Потом заговорила совсем тихо, даже прикрыла ладонью трубку, но Валя слышала каждое слово:
– Мне здесь страшно. У меня не было никакого выкидыша. Они мне поставили капельницу, и начались роды. Ребеночек живой был, я видела. Они его унесли. Нет, девочка. Нет, я не видела. Эта женщина сказала, которая принимала…
Дверь распахнулась, и на пороге возникла Зотова:
– Что здесь происходит?
– Простите, Амалия Петровна, больной надо было позвонить, она же из Москвы… – Валя вскочила и даже вытянулась по стойке «смирно».
– Немедленно положите трубку! – скомандовала Зотова, ни на кого не глядя.
– Все, Жора, я больше не могу разговаривать. – Валя заметила, что при появлении Зотовой Лида вдруг побледнела.
– Больше никогда так не делайте, – сказала Амалия Петровна вполне спокойно, – больным запрещается пользоваться служебным телефоном. Идите работайте. И не забудьте, о чем я вас просила.
– Это она вам сказала поставить мне капельницу? – спросила Лида, когда они вернулись в палату.
Валя кивнула.
– Очень вас прошу, не надо. Я боюсь. Я не верю ей. Она сказала, что там?
– Нет. Но я и не спрашивала. Она все-таки заведующая отделением, я должна выполнять ее распоряжения.
В палате горел яркий свет, и Валя, взглянув на банку, прикрепленную к штативу, заметила легкий белый осадок на дне. Секунду подумав, она сказала:
– Давайте сделаем так. Я сейчас поменяю банки, поставлю вам капельницу с физраствором, совершенно безвредную. А эту спрячу куда-нибудь или, если хотите, попрошу в институте, в лаборатории, проверить, что там.
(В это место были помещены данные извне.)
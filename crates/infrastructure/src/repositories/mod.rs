//! Repository implementations for data persistence.
//!
//! This module provides SQLite-backed implementations of the two data access
//! seams the API needs: list/create over the six entity tables, and read-only
//! access to the named views.

mod mapping;
mod resource_repository;
mod row;
mod view_repository;

pub use mapping::{SqliteQuery, SqliteResource};
pub use resource_repository::SqliteResourceRepository;
pub use row::JsonRow;
pub use view_repository::{SqliteViewRepository, ViewRow};

use async_trait::async_trait;
use sportscar_sales_domain::{NamedView, Resource};

/// List/create access to one entity table.
#[async_trait]
pub trait ResourceRepository<R: Resource>: Send + Sync {
    /// Every stored row, in storage order, with every column as stored.
    ///
    /// Values are not coerced to the record type, so rows written outside
    /// the API are returned rather than failing the whole list.
    async fn list(&self) -> crate::Result<Vec<JsonRow>>;

    /// Insert one row and return the generated id.
    ///
    /// Fields absent from the payload are stored as NULL.
    async fn create(&self, new: &R::New) -> crate::Result<i64>;
}

/// Read-only access to the allow-listed views.
#[async_trait]
pub trait ViewRepository: Send + Sync {
    /// Every row the view returns, each as a column-name to value object.
    async fn fetch(&self, view: NamedView) -> crate::Result<Vec<ViewRow>>;
}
– Пусть лучше проверят на Петровке. У мужа школьный товарищ – подполковник милиции. Он отдаст в их лабораторию.
«Это уж слишком, – подумала Валя, – хотя, может, так оно и лучше. Если в институте там какую-нибудь пакость найдут, они ведь все равно в милицию обратятся. Так лучше сразу!» – Хорошо, давайте так и сделаем.
* * *
Когда Зотова вошла в палату, больная Глушко лежала под капельницей и дремала. Жидкости в банке осталось совсем немного, на самом донышке. «Можно снимать, – решила Зотова, – уже более чем достаточно. Если завтра заговорит о выписке – скатертью дорога».
– Как мы себя чувствуем? – ласково спросила Амалия Петровна.
– Спасибо, нормально, – ответила больная.
– Домой хотите?
– Естественно, хочу. У меня же трое детей. Скажите, а почему меня не перевели в общую палату?
Что-то не понравилось Зотовой в интонации этой Глушко. Она даже не могла понять, что именно, но потом поняла: враждебность пропала. А это странно.
– А чем вас отдельная не устраивает? – спросила она, улыбнувшись.
– Да нет, все устраивает. Просто интересуюсь.
– Почему бы вам не полежать с комфортом, если у нас есть такая возможность, – снова улыбнулась Зотова.
Когда она вышла из палаты, ей навстречу попалась маленькая практиканточка Валя.
– Амалия Петровна, можно вас спросить?
– Конечно, детка, спрашивай.
– Что было в капельнице?
– Эргометрина малеат, препарат, стимулирующий послеродовое сокращение матки. Ты молодец, что интересуешься.
«А ведь с этой крошкой тоже придется что-то придумывать. Береженого Бог бережет», – грустно заметила про себя Зотова.